For those who are worried about there already being too many people in the world, and how will we take care of everyone if we all live much longer, I would simply point out that that is first-world thinking. Most people around the world are trying to figure out how to simply survive, and offering people the opportunity to live better, healthier, and longer lives must generally be considered a good thing. And if we can give them that opportunity, I think we can figure out how to feed them, too.

Just so you don’t think I’ve gone off the optimistic deep end, I am far less sanguine about central banks and politicians and governments. And, like Marc, I’m worried about the frustrations of voters who are learning that they are on the short end of the pension and healthcare plan sticks. And I can’t blame them one bit. I’m spending a great deal of time thinking and writing about these issues, because they are absolutely central to how the next 20 years will play out.

I stayed over one day to go to Sarasota and spend some more time with a few of the scientists and their friends, to form an even deeper picture of developments. I fly back to Dallas tomorrow, where I will be for a few days, for the Easter break.

You have a great week, and now let’s turn to Marc.

The Influence of Affluence

By Marc Faber
Excerpted from the Gloom, Boom & Doom Report for April 2017

“For as wealth is power, so all power will infallibly draw wealth to itself by some means or other.”
– Edmund Burke (1780)

“Of great riches there is no real use, except it be in the distribution.”
– Francis Bacon (De Dignitate et Augmentis Scientiarum, 1623)
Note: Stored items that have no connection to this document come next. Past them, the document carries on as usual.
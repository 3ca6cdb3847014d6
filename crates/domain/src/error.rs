//! Domain error type.

use thiserror::Error;

/// Errors raised while constructing domain values.
#[derive(Debug, Error, Clone, PartialEq, Eq)]
pub enum DomainError {
    /// A character id that is empty, too long, or uses disallowed characters.
    #[error("Invalid character id: {0}")]
    InvalidId(String),
}

impl DomainError {
    pub fn invalid_id(reason: impl Into<String>) -> Self {
        Self::InvalidId(reason.into())
    }
}
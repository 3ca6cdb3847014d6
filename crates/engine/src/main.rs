//! Roster Engine - Main entry point.

use std::sync::Arc;

use anyhow::Context;
use roster_domain::seed_profiles;
use roster_engine::api;
use roster_engine::infrastructure::{
    assets::{DiskAssetStore, InlineAssetStore},
    clock::{SystemClock, SystemRandom},
    config::{AppConfig, ImageStorage, StorageBackend},
    persistence::{InMemoryCharacterRepo, SqliteCharacterRepo},
    ports::{AssetStore, CharacterRepo, ClockPort},
    web3forms::Web3FormsRelay,
};
use roster_engine::App;
use tokio::signal;
use tracing_subscriber::{layer::SubscriberExt, util::SubscriberInitExt};

#[tokio::main]
async fn main() -> anyhow::Result<()> {
    // Load environment from repo root (the binary may run from `crates/engine`).
    load_dotenv_from_repo_root();

    tracing_subscriber::registry()
        .with(
            tracing_subscriber::EnvFilter::try_from_default_env()
                .unwrap_or_else(|_| "roster_engine=debug,tower_http=debug".into()),
        )
        .with(tracing_subscriber::fmt::layer())
        .init();

    tracing::info!("Starting Roster Engine");

    let config = AppConfig::from_env().context("invalid configuration")?;
    let clock: Arc<dyn ClockPort> = Arc::new(SystemClock);

    let character_repo: Arc<dyn CharacterRepo> = match config.storage_backend {
        StorageBackend::Sqlite => {
            tracing::info!(database_url = %config.database_url, "Using SQLite catalog storage");
            let repo = SqliteCharacterRepo::connect(&config.database_url, clock.clone())
                .await
                .context("failed to open the character database")?;
            Arc::new(repo)
        }
        StorageBackend::Memory => {
            tracing::warn!("Using in-memory catalog storage; data is lost on exit");
            Arc::new(InMemoryCharacterRepo::new())
        }
    };

    let asset_store: Arc<dyn AssetStore> = match config.image_storage {
        ImageStorage::Disk => {
            tokio::fs::create_dir_all(&config.assets_dir)
                .await
                .with_context(|| {
                    format!("failed to create {}", config.assets_dir.display())
                })?;
            Arc::new(DiskAssetStore::new(config.assets_dir.clone(), clock.clone()))
        }
        ImageStorage::Inline => Arc::new(InlineAssetStore),
    };

    if config.relay_access_key.is_none() {
        tracing::warn!("RELAY_ACCESS_KEY not set; contact submissions will fail");
    }
    let relay = Arc::new(Web3FormsRelay::new(
        &config.relay_url,
        config.relay_access_key.clone(),
        config.relay_timeout,
    ));

    let app = Arc::new(App::new(
        character_repo,
        asset_store,
        relay,
        Arc::new(SystemRandom),
    ));

    if config.seed_catalog {
        let inserted = app
            .use_cases
            .management
            .character
            .seed(seed_profiles())
            .await
            .context("failed to seed the catalog")?;
        tracing::info!(inserted, "Seed profiles loaded");
    }

    let cors = api::cors_layer(&config.cors_allowed_origins);
    if cors.is_none() {
        tracing::info!("CORS disabled (no usable CORS_ALLOWED_ORIGINS)");
    }
    let router = api::router(app.clone(), &config.assets_dir, cors);

    let addr = config.bind_address();
    let listener = tokio::net::TcpListener::bind(&addr)
        .await
        .with_context(|| format!("failed to bind {addr}"))?;
    tracing::info!("Listening on {}", addr);

    axum::serve(listener, router)
        .with_graceful_shutdown(shutdown_signal())
        .await
        .context("server error")?;

    app.shutdown().await;
    tracing::info!("Server stopped");

    Ok(())
}

fn load_dotenv_from_repo_root() {
    let repo_root = std::path::Path::new(env!("CARGO_MANIFEST_DIR"))
        .join("..")
        .join("..");

    // Prefer local overrides.
    for filename in [".env.local", ".env"] {
        let path = repo_root.join(filename);
        if path.exists() {
            let _ = dotenvy::from_path(path);
        }
    }
}

async fn shutdown_signal() {
    let ctrl_c = async {
        if let Err(e) = signal::ctrl_c().await {
            tracing::error!(error = %e, "Failed to listen for Ctrl+C");
            std::future::pending::<()>().await;
        }
        tracing::info!("Received Ctrl+C, shutting down");
    };

    #[cfg(unix)]
    let terminate = async {
        match signal::unix::signal(signal::unix::SignalKind::terminate()) {
            Ok(mut sigterm) => {
                sigterm.recv().await;
                tracing::info!("Received terminate signal, shutting down");
            }
            Err(e) => {
                tracing::error!(error = %e, "Failed to install SIGTERM handler");
                std::future::pending::<()>().await;
            }
        }
    };

    #[cfg(not(unix))]
    let terminate = std::future::pending::<()>();

    tokio::select! {
        _ = ctrl_c => {},
        _ = terminate => {},
    }
}
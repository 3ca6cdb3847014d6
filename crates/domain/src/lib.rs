//! Roster domain layer.
//!
//! Pure types shared by the engine: the catalog's `Character` record, its
//! identifier, write payloads, and the fixed set of read-only profiles.
//! Nothing in here performs I/O.

pub mod common;
pub mod entities;
pub mod error;
pub mod ids;

pub use common::TextInput;
pub use entities::{seed_profiles, Character, CharacterDraft, CharacterFields, CharacterProfile};
pub use error::DomainError;
pub use ids::CharacterId;
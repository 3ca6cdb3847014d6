//! Common utility functions shared across the Roster crates.
//!
//! Pure functions only - no side effects, no I/O.

pub mod input;
pub mod string;

pub use input::TextInput;
pub use string::{blank_to_none, is_blank, StringExt};
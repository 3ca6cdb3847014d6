//! API layer - HTTP entry points.

pub mod form;
pub mod http;

use std::path::Path;
use std::sync::Arc;

use axum::extract::DefaultBodyLimit;
use axum::http::{header::CONTENT_TYPE, HeaderValue, Method};
use axum::Router;
use tower_http::cors::{Any, CorsLayer};
use tower_http::services::ServeDir;
use tower_http::trace::TraceLayer;

use crate::infrastructure::assets::IMAGES_URL_PREFIX;
use crate::App;

/// Upper bound on request bodies, uploads included.
pub const MAX_BODY_BYTES: usize = 10 * 1024 * 1024;

/// Assemble the full router: API routes, static images, and middleware.
pub fn router(app: Arc<App>, assets_dir: &Path, cors: Option<CorsLayer>) -> Router {
    let mut router = http::routes()
        .with_state(app)
        .nest_service(&format!("/{IMAGES_URL_PREFIX}"), ServeDir::new(assets_dir))
        .layer(DefaultBodyLimit::max(MAX_BODY_BYTES))
        .layer(TraceLayer::new_for_http());

    if let Some(cors) = cors {
        router = router.layer(cors);
    }

    router
}

/// Build a CORS layer from a list of origins (`*` allows any).
pub fn cors_layer(allowed_origins: &[String]) -> Option<CorsLayer> {
    let cors = CorsLayer::new()
        .allow_methods([
            Method::GET,
            Method::POST,
            Method::PUT,
            Method::DELETE,
            Method::OPTIONS,
        ])
        .allow_headers([CONTENT_TYPE]);

    if allowed_origins.iter().any(|o| o == "*") {
        return Some(cors.allow_origin(Any));
    }

    let origins: Vec<HeaderValue> = allowed_origins
        .iter()
        .filter_map(|s| HeaderValue::from_str(s).ok())
        .collect();

    if origins.is_empty() {
        return None;
    }

    Some(cors.allow_origin(origins))
}
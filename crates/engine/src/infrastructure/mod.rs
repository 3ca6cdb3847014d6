//! Infrastructure implementations.
//!
//! Contains port trait implementations for external dependencies.

pub mod assets;
pub mod clock;
pub mod config;
pub mod persistence;
pub mod ports;
pub mod web3forms;
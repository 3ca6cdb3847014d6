//! In-memory catalog storage, for development and tests.

use async_trait::async_trait;
use roster_domain::{Character, CharacterFields, CharacterId};
use tokio::sync::RwLock;

use crate::infrastructure::ports::{CharacterRepo, RepoError};

/// Vec-backed store. Each operation runs under a single lock acquisition,
/// so check-and-insert is atomic here too.
#[derive(Default)]
pub struct InMemoryCharacterRepo {
    records: RwLock<Vec<Character>>,
}

impl InMemoryCharacterRepo {
    pub fn new() -> Self {
        Self::default()
    }
}

#[async_trait]
impl CharacterRepo for InMemoryCharacterRepo {
    async fn list(&self) -> Result<Vec<Character>, RepoError> {
        Ok(self.records.read().await.clone())
    }

    async fn get(&self, id: &CharacterId) -> Result<Option<Character>, RepoError> {
        Ok(self
            .records
            .read()
            .await
            .iter()
            .find(|c| &c.id == id)
            .cloned())
    }

    async fn insert(&self, character: &Character) -> Result<(), RepoError> {
        let mut records = self.records.write().await;
        if records.iter().any(|c| c.id == character.id) {
            return Err(RepoError::conflict("Character", &character.id));
        }
        records.push(character.clone());
        Ok(())
    }

    async fn update(
        &self,
        id: &CharacterId,
        fields: &CharacterFields,
    ) -> Result<Option<Character>, RepoError> {
        let mut records = self.records.write().await;
        Ok(records.iter_mut().find(|c| &c.id == id).map(|c| {
            c.apply(fields.clone());
            c.clone()
        }))
    }

    async fn delete(&self, id: &CharacterId) -> Result<Option<Character>, RepoError> {
        let mut records = self.records.write().await;
        Ok(records
            .iter()
            .position(|c| &c.id == id)
            .map(|index| records.remove(index)))
    }

    async fn close(&self) {}
}
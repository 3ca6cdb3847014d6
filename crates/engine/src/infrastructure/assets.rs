//! Image asset stores: files on disk, or inline `data:` URIs.

use std::io::ErrorKind;
use std::path::{Path, PathBuf};
use std::sync::Arc;

use async_trait::async_trait;
use base64::{engine::general_purpose::STANDARD, Engine};
use tokio::io::AsyncWriteExt;

use crate::infrastructure::ports::{AssetError, AssetStore, ClockPort, ImageUpload};

/// URL prefix (and reference prefix) under which stored images are served.
pub const IMAGES_URL_PREFIX: &str = "images";

/// Attempts at finding a free filename when uploads land in the same millisecond.
const MAX_NAME_ATTEMPTS: u32 = 16;

/// Writes uploads into a directory as `<unix-millis>-<sanitised name>`.
///
/// The returned reference is `images/<file>`, matching the static route the
/// HTTP layer mounts over the same directory.
pub struct DiskAssetStore {
    root: PathBuf,
    clock: Arc<dyn ClockPort>,
}

impl DiskAssetStore {
    pub fn new(root: impl Into<PathBuf>, clock: Arc<dyn ClockPort>) -> Self {
        Self {
            root: root.into(),
            clock,
        }
    }
}

/// Keep ASCII alphanumerics, `.`, `-` and `_`; everything else becomes `_`.
pub fn sanitize_file_name(original: &str) -> String {
    // Clients on Windows send full paths.
    let base = original.rsplit(['/', '\\']).next().unwrap_or_default();
    let cleaned: String = base
        .chars()
        .map(|c| {
            if c.is_ascii_alphanumeric() || matches!(c, '.' | '-' | '_') {
                c
            } else {
                '_'
            }
        })
        .collect();
    let cleaned = cleaned.trim_start_matches('.');

    if cleaned.is_empty() {
        "upload".to_string()
    } else {
        cleaned.to_string()
    }
}

fn write_error(path: &Path, err: impl ToString) -> AssetError {
    AssetError::Write {
        path: path.display().to_string(),
        message: err.to_string(),
    }
}

#[async_trait]
impl AssetStore for DiskAssetStore {
    async fn store(&self, upload: &ImageUpload) -> Result<String, AssetError> {
        tokio::fs::create_dir_all(&self.root)
            .await
            .map_err(|e| write_error(&self.root, e))?;

        let stem = format!(
            "{}-{}",
            self.clock.now().timestamp_millis(),
            sanitize_file_name(&upload.file_name)
        );

        for attempt in 0..MAX_NAME_ATTEMPTS {
            let file_name = if attempt == 0 {
                stem.clone()
            } else {
                format!("{attempt}-{stem}")
            };
            let path = self.root.join(&file_name);

            let mut file = match tokio::fs::OpenOptions::new()
                .write(true)
                .create_new(true)
                .open(&path)
                .await
            {
                Ok(file) => file,
                Err(e) if e.kind() == ErrorKind::AlreadyExists => continue,
                Err(e) => return Err(write_error(&path, e)),
            };

            file.write_all(&upload.bytes)
                .await
                .map_err(|e| write_error(&path, e))?;
            file.flush().await.map_err(|e| write_error(&path, e))?;

            tracing::info!(
                file = %file_name,
                bytes = upload.bytes.len(),
                "Stored uploaded image"
            );
            return Ok(format!("{IMAGES_URL_PREFIX}/{file_name}"));
        }

        Err(write_error(
            &self.root.join(&stem),
            "no free filename available",
        ))
    }
}

/// Encodes uploads straight into the record as `data:<mime>;base64,...`.
#[derive(Debug, Default, Clone, Copy)]
pub struct InlineAssetStore;

/// Declared content type, else a guess from the extension.
pub fn mime_for(upload: &ImageUpload) -> String {
    if let Some(declared) = upload
        .content_type
        .as_deref()
        .map(str::trim)
        .filter(|ct| !ct.is_empty())
    {
        return declared.to_string();
    }

    let extension = Path::new(&upload.file_name)
        .extension()
        .and_then(|e| e.to_str())
        .map(str::to_ascii_lowercase);

    match extension.as_deref() {
        Some("jpg") | Some("jpeg") => "image/jpeg",
        Some("png") => "image/png",
        Some("gif") => "image/gif",
        Some("webp") => "image/webp",
        Some("svg") => "image/svg+xml",
        _ => "application/octet-stream",
    }
    .to_string()
}

#[async_trait]
impl AssetStore for InlineAssetStore {
    async fn store(&self, upload: &ImageUpload) -> Result<String, AssetError> {
        Ok(format!(
            "data:{};base64,{}",
            mime_for(upload),
            STANDARD.encode(&upload.bytes)
        ))
    }
}
//! Repository port traits for database access.

use async_trait::async_trait;
use roster_domain::{Character, CharacterFields, CharacterId};

use super::error::RepoError;

// =============================================================================
// Database Ports (one per entity type)
// =============================================================================

/// Keyed storage for catalog records.
///
/// Each method is a single store call, so implementations give all-or-nothing
/// writes without any help from the caller.
#[cfg_attr(test, mockall::automock)]
#[async_trait]
pub trait CharacterRepo: Send + Sync {
    /// All records in insertion order.
    async fn list(&self) -> Result<Vec<Character>, RepoError>;
    async fn get(&self, id: &CharacterId) -> Result<Option<Character>, RepoError>;

    /// Must fail with [`RepoError::Conflict`] when the id is already stored,
    /// even if a concurrent insert slipped past the caller's own check.
    async fn insert(&self, character: &Character) -> Result<(), RepoError>;

    /// Replace the mutable fields. `None` when no record has this id.
    async fn update(
        &self,
        id: &CharacterId,
        fields: &CharacterFields,
    ) -> Result<Option<Character>, RepoError>;

    /// Remove and return the record. `None` when no record has this id.
    async fn delete(&self, id: &CharacterId) -> Result<Option<Character>, RepoError>;

    /// Release the underlying handle. Called once on shutdown.
    async fn close(&self);
}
“That mankind as a whole shall become richer does not, of necessity involve an increase in human welfare.”
– John Bates Clark

“Riches: The saving of many in the hands of one.”
– Eugene V. Debs

Those persons who comprise the independent classes are dependent upon two things: the industry of their fellow creatures; and injustice, which enables them to command it.
– Based on John Gray (A Lecture on Human Happiness, 1825)

“No rich man is ugly.”
– Zsa Zsa Gabor

Introduction

The other day, I was interviewed by CNBC. One of the participants on their panel asked me whether I believed I was providing a service to investors by warning them that stocks could decline by between 20% and 40%, or even more. He further questioned my morality in dissuading investors from buying stocks that were being touted as a once-in-a-lifetime opportunity to make money following their March 2009 lows. Aside from the inaccuracy of the interviewer’s statement that I had been keeping investors out of the market, I was taken aback by the notion of a CNBC employee talking about morality. Every year, I attend several conferences and Hillary Clinton about ethical behaviour, Trump about modesty and unpretentiousness, Bernanke and Yellen about “honest money”, and mobster Whitey Bulger about mercy. (Federal prosecutors indicted Bulger for 19 murders.) Still, the question prompted me subsequently to contemplate whether periods of high monetary inflation (printing money) make people wealthier in real terms. Last month, I explained that it is an irrefutable fact that inflation-adjusted millennials earn less, and have less wealth, than the baby boomers had at the same age. (See Table 1 for easy reference.)